* **What to do**
Report all lines in the records that hold the string "chrono".

* **Data for processing**
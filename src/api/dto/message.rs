//! Plain `{"message": ...}` response body.

use serde::Serialize;

/// Body used for every error and for mutation acknowledgements.
#[derive(Debug, Serialize)]
pub struct MessageResponse {
    pub message: String,
}

impl MessageResponse {
    pub fn new(message: impl Into<String>) -> Self {
        Self {
            message: message.into(),
        }
    }
}

/// Acknowledgement for `DELETE /api/tutorials`.
#[derive(Debug, Serialize)]
#[serde(rename_all = "camelCase")]
pub struct DeleteAllResponse {
    pub message: String,
    pub deleted_count: u64,
}
//! HTTP request handlers for API endpoints.
//!
//! Each handler module corresponds to a logical grouping of endpoints.

pub mod health;
pub mod tutorials;

pub use health::{health_handler, welcome_handler};
pub use tutorials::{
    create_tutorial_handler, delete_all_tutorials_handler, delete_tutorial_handler,
    get_tutorial_handler, list_tutorials_handler, update_tutorial_handler,
};
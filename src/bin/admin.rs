//! CLI administration tool for tutorials-api.
//!
//! Inspects and maintains the tutorial table without going through the HTTP API.
//!
//! # Usage
//!
//! ```bash
//! # List all tutorials
//! cargo run --bin admin -- tutorials list
//!
//! # Delete every tutorial (asks for confirmation unless -y)
//! cargo run --bin admin -- tutorials purge
//!
//! # Check database connection
//! cargo run --bin admin -- db check
//! ```
//!
//! # Environment Variables
//!
//! - `DATABASE_URL` or `DB_*` components: PostgreSQL connection (required here)

use tutorials_api::config;
use tutorials_api::domain::repositories::TutorialRepository;
use tutorials_api::infrastructure::persistence::PgTutorialRepository;
use tutorials_api::server::connect_pool;

use anyhow::{Context, Result};
use clap::{Parser, Subcommand};
use colored::*;
use dialoguer::Confirm;
use sqlx::PgPool;
use std::sync::Arc;

/// CLI tool for managing tutorials-api.
#[derive(Parser)]
#[command(name = "admin")]
#[command(author, version, about, long_about = None)]
struct Cli {
    #[command(subcommand)]
    command: Commands,
}

/// Top-level command groups.
#[derive(Subcommand)]
enum Commands {
    /// Manage tutorials
    Tutorials {
        #[command(subcommand)]
        action: TutorialAction,
    },

    /// Database operations
    Db {
        #[command(subcommand)]
        action: DbAction,
    },
}

/// Tutorial subcommands.
#[derive(Subcommand)]
enum TutorialAction {
    /// List all tutorials
    List,

    /// Delete all tutorials
    Purge {
        /// Skip confirmation prompt
        #[arg(short = 'y', long)]
        yes: bool,
    },
}

/// Database operation subcommands.
#[derive(Subcommand)]
enum DbAction {
    /// Check database connection
    Check,

    /// Show database info
    Info,
}

#[tokio::main]
async fn main() -> Result<()> {
    dotenvy::dotenv().ok();

    let cli = Cli::parse();

    let config = config::load_from_env()?;
    let database_url = config
        .database_url
        .clone()
        .context("DATABASE_URL (or DB_* variables) must be set")?;

    let pool = connect_pool(&config, &database_url).await?;

    sqlx::migrate!("./migrations")
        .run(&pool)
        .await
        .context("Failed to run migrations")?;

    match cli.command {
        Commands::Tutorials { action } => handle_tutorial_action(action, &pool).await?,
        Commands::Db { action } => handle_db_action(action, &pool).await?,
    }

    Ok(())
}

/// Dispatches tutorial commands.
async fn handle_tutorial_action(action: TutorialAction, pool: &PgPool) -> Result<()> {
    let repo = PgTutorialRepository::new(Arc::new(pool.clone()));

    match action {
        TutorialAction::List => list_tutorials(&repo).await,
        TutorialAction::Purge { yes } => purge_tutorials(&repo, yes).await,
    }
}

/// Prints every tutorial in store order.
///
/// ```text
/// Tutorials
///
///   ID                        Title                          Published  Created
///   ───────────────────────────────────────────────────────────────────────────────
///   665f1c2a9b3e4d5f6a7b8c9d  react native                   yes        2024-06-04 10:30
/// ```
async fn list_tutorials(repo: &PgTutorialRepository) -> Result<()> {
    println!("{}", "Tutorials".bright_blue().bold());
    println!();

    let tutorials = repo
        .list()
        .await
        .map_err(|e| anyhow::anyhow!("Failed to list tutorials: {}", e))?;

    if tutorials.is_empty() {
        println!("{}", "  No tutorials found".yellow());
        return Ok(());
    }

    println!(
        "  {:<25} {:<30} {:<10} {:<16}",
        "ID".bright_white().bold(),
        "Title".bright_white().bold(),
        "Published".bright_white().bold(),
        "Created".bright_white().bold()
    );
    println!("  {}", "─".repeat(83).bright_black());

    for tutorial in &tutorials {
        let published = if tutorial.published {
            "yes".green()
        } else {
            "no".yellow()
        };

        println!(
            "  {:<25} {:<30} {:<10} {}",
            tutorial.id.bright_black(),
            truncate(&tutorial.title, 30).cyan(),
            published,
            tutorial
                .created_at
                .format("%Y-%m-%d %H:%M")
                .to_string()
                .bright_black()
        );
    }

    println!();
    println!(
        "  Total: {}",
        tutorials.len().to_string().bright_white().bold()
    );
    println!();

    Ok(())
}

/// Deletes every tutorial after confirmation.
async fn purge_tutorials(repo: &PgTutorialRepository, skip_confirm: bool) -> Result<()> {
    println!("{}", "Purge tutorials".bright_blue().bold());
    println!();

    if !skip_confirm {
        let confirmed = Confirm::new()
            .with_prompt("Delete ALL tutorials? This cannot be undone")
            .default(false)
            .interact()?;

        if !confirmed {
            println!("{}", "Cancelled".red());
            return Ok(());
        }
    }

    let removed = repo
        .delete_all()
        .await
        .map_err(|e| anyhow::anyhow!("Failed to delete tutorials: {}", e))?;

    println!(
        "{} {}",
        "Deleted tutorials:".green().bold(),
        removed.to_string().bright_white().bold()
    );
    println!();

    Ok(())
}

/// Handles database diagnostic commands.
async fn handle_db_action(action: DbAction, pool: &PgPool) -> Result<()> {
    match action {
        DbAction::Check => {
            println!("{}", "Checking database connection...".bright_blue());

            sqlx::query("SELECT 1").fetch_one(pool).await?;

            println!("{}", "Database connection OK".green().bold());
        }
        DbAction::Info => {
            println!("{}", "Database Information".bright_blue().bold());
            println!();

            let version: String = sqlx::query_scalar("SELECT version()")
                .fetch_one(pool)
                .await?;

            let tutorials_count: i64 = sqlx::query_scalar("SELECT COUNT(*) FROM tutorials")
                .fetch_one(pool)
                .await?;

            println!("  PostgreSQL: {}", version.bright_white());
            println!(
                "  Tutorials:  {}",
                tutorials_count.to_string().bright_green().bold()
            );
            println!();
        }
    }

    Ok(())
}

/// Shortens `text` to at most `max` characters, marking the cut with `…`.
fn truncate(text: &str, max: usize) -> String {
    if text.chars().count() <= max {
        return text.to_string();
    }
    let mut cut: String = text.chars().take(max - 1).collect();
    cut.push('…');
    cut
}
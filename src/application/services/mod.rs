//! Application services.
//!
//! - [`TutorialService`] - Tutorial CRUD and outcome-to-error mapping

pub mod tutorial_service;

pub use tutorial_service::TutorialService;
//! Data Transfer Objects for API requests and responses.
//!
//! All DTOs use Serde for JSON serialization/deserialization and validator
//! for input validation.

pub mod health;
pub mod message;
pub mod tutorial;
//! Tutorial entity.

use chrono::{DateTime, Utc};

/// A persisted tutorial.
///
/// `id` is assigned by the store on creation and never changes afterwards.
/// `title` is never empty.
#[derive(Debug, Clone, PartialEq)]
pub struct Tutorial {
    pub id: String,
    pub title: String,
    pub description: Option<String>,
    pub published: bool,
    pub created_at: DateTime<Utc>,
    pub updated_at: DateTime<Utc>,
}

impl Tutorial {
    /// Builds a fresh record from creation input, stamping both timestamps
    /// with `now`.
    pub fn from_new(id: String, new_tutorial: NewTutorial, now: DateTime<Utc>) -> Self {
        Self {
            id,
            title: new_tutorial.title,
            description: new_tutorial.description,
            published: new_tutorial.published,
            created_at: now,
            updated_at: now,
        }
    }

    /// Applies a partial update in place. Only supplied fields change.
    pub fn apply(&mut self, patch: TutorialPatch, now: DateTime<Utc>) {
        if let Some(title) = patch.title {
            self.title = title;
        }
        if let Some(description) = patch.description {
            self.description = description;
        }
        if let Some(published) = patch.published {
            self.published = published;
        }
        self.updated_at = now;
    }
}

/// Input data for creating a tutorial.
///
/// Defaults are already resolved here: `published` is a plain `bool`.
#[derive(Debug, Clone, PartialEq)]
pub struct NewTutorial {
    pub title: String,
    pub description: Option<String>,
    pub published: bool,
}

/// Partial update of a tutorial.
///
/// `None` leaves a field unchanged. For `description`, `Some(None)` clears it.
#[derive(Debug, Clone, Default, PartialEq)]
pub struct TutorialPatch {
    pub title: Option<String>,
    pub description: Option<Option<String>>,
    pub published: Option<bool>,
}

impl TutorialPatch {
    pub fn is_empty(&self) -> bool {
        self.title.is_none() && self.description.is_none() && self.published.is_none()
    }
}

#[cfg(test)]
mod tests {
    use super::*;
    use chrono::Duration;

    fn sample() -> Tutorial {
        let now = Utc::now();
        Tutorial::from_new(
            "4882200e85ab4c1d9e000001".to_string(),
            NewTutorial {
                title: "react native".to_string(),
                description: Some("first course".to_string()),
                published: true,
            },
            now,
        )
    }

    #[test]
    fn test_from_new_sets_both_timestamps() {
        let tutorial = sample();

        assert_eq!(tutorial.created_at, tutorial.updated_at);
        assert_eq!(tutorial.title, "react native");
        assert!(tutorial.published);
    }

    #[test]
    fn test_apply_partial_keeps_other_fields() {
        let mut tutorial = sample();
        let later = tutorial.created_at + Duration::seconds(5);

        tutorial.apply(
            TutorialPatch {
                published: Some(false),
                ..Default::default()
            },
            later,
        );

        assert_eq!(tutorial.title, "react native");
        assert_eq!(tutorial.description.as_deref(), Some("first course"));
        assert!(!tutorial.published);
        assert_eq!(tutorial.updated_at, later);
        assert_ne!(tutorial.created_at, tutorial.updated_at);
    }

    #[test]
    fn test_apply_clears_description() {
        let mut tutorial = sample();

        tutorial.apply(
            TutorialPatch {
                description: Some(None),
                ..Default::default()
            },
            Utc::now(),
        );

        assert!(tutorial.description.is_none());
    }

    #[test]
    fn test_apply_never_touches_id() {
        let mut tutorial = sample();
        let id = tutorial.id.clone();

        tutorial.apply(
            TutorialPatch {
                title: Some("ionic".to_string()),
                ..Default::default()
            },
            Utc::now(),
        );

        assert_eq!(tutorial.id, id);
        assert_eq!(tutorial.title, "ionic");
    }

    #[test]
    fn test_patch_is_empty() {
        assert!(TutorialPatch::default().is_empty());
        assert!(
            !TutorialPatch {
                published: Some(true),
                ..Default::default()
            }
            .is_empty()
        );
    }
}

* **Answer to this task**
use chrono::{DateTime, Utc};
    use chrono::Duration;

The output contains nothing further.